▶ [Work task]:
Reproduce all of the data exactly, with no line skipped.
[Data extracts — start]
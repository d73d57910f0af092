//! Common paths for Zyora data storage
//!
//! All Zyora data is stored under ~/.config/zyora/ on all platforms:
//! - config.toml - User configuration
//! - credentials.enc - Encrypted provider credentials
//! - store.sqlite - On-device key-value store

use anyhow::{Context, Result};
use std::fs;
use std::path::PathBuf;

/// Get the Zyora data directory (~/.config/zyora/)
///
/// This is consistent across all platforms for simplicity.
pub fn zyora_dir() -> Result<PathBuf> {
    let home = dirs::home_dir().context("Could not determine home directory")?;
    let zyora_dir = home.join(".config").join("zyora");
    fs::create_dir_all(&zyora_dir).context("Failed to create zyora directory")?;
    Ok(zyora_dir)
}

/// Get the config file path (~/.config/zyora/config.toml)
pub fn config_path() -> Result<PathBuf> {
    Ok(zyora_dir()?.join("config.toml"))
}

/// Get the key-value store path (~/.config/zyora/store.sqlite)
pub fn store_path() -> Result<PathBuf> {
    Ok(zyora_dir()?.join("store.sqlite"))
}

/// Get the credentials file path (~/.config/zyora/credentials.enc)
pub fn credentials_path() -> Result<PathBuf> {
    Ok(zyora_dir()?.join("credentials.enc"))
}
[Data extracts — finish]
▶ [Worked solution]:
repository d73d57910f0af092
//! Common paths for Zyora data storage
//!
//! All Zyora data is stored under ~/.config/zyora/ on all platforms:
//! - config.toml - User configuration
//! - credentials.enc - Encrypted provider credentials
//! - store.sqlite - On-device key-value store

use anyhow::{Context, Result};
use std::fs;
use std::path::PathBuf;

/// Get the Zyora data directory (~/.config/zyora/)
///
/// This is consistent across all platforms for simplicity.
pub fn zyora_dir() -> Result<PathBuf> {
    let home = dirs::home_dir().context("Could not determine home directory")?;
    let zyora_dir = home.join(".config").join("zyora");
    fs::create_dir_all(&zyora_dir).context("Failed to create zyora directory")?;
    Ok(zyora_dir)
}

/// Get the config file path (~/.config/zyora/config.toml)
pub fn config_path() -> Result<PathBuf> {
    Ok(zyora_dir()?.join("config.toml"))
}

/// Get the key-value store path (~/.config/zyora/store.sqlite)
pub fn store_path() -> Result<PathBuf> {
    Ok(zyora_dir()?.join("store.sqlite"))
}

/// Get the credentials file path (~/.config/zyora/credentials.enc)
pub fn credentials_path() -> Result<PathBuf> {
    Ok(zyora_dir()?.join("credentials.enc"))
}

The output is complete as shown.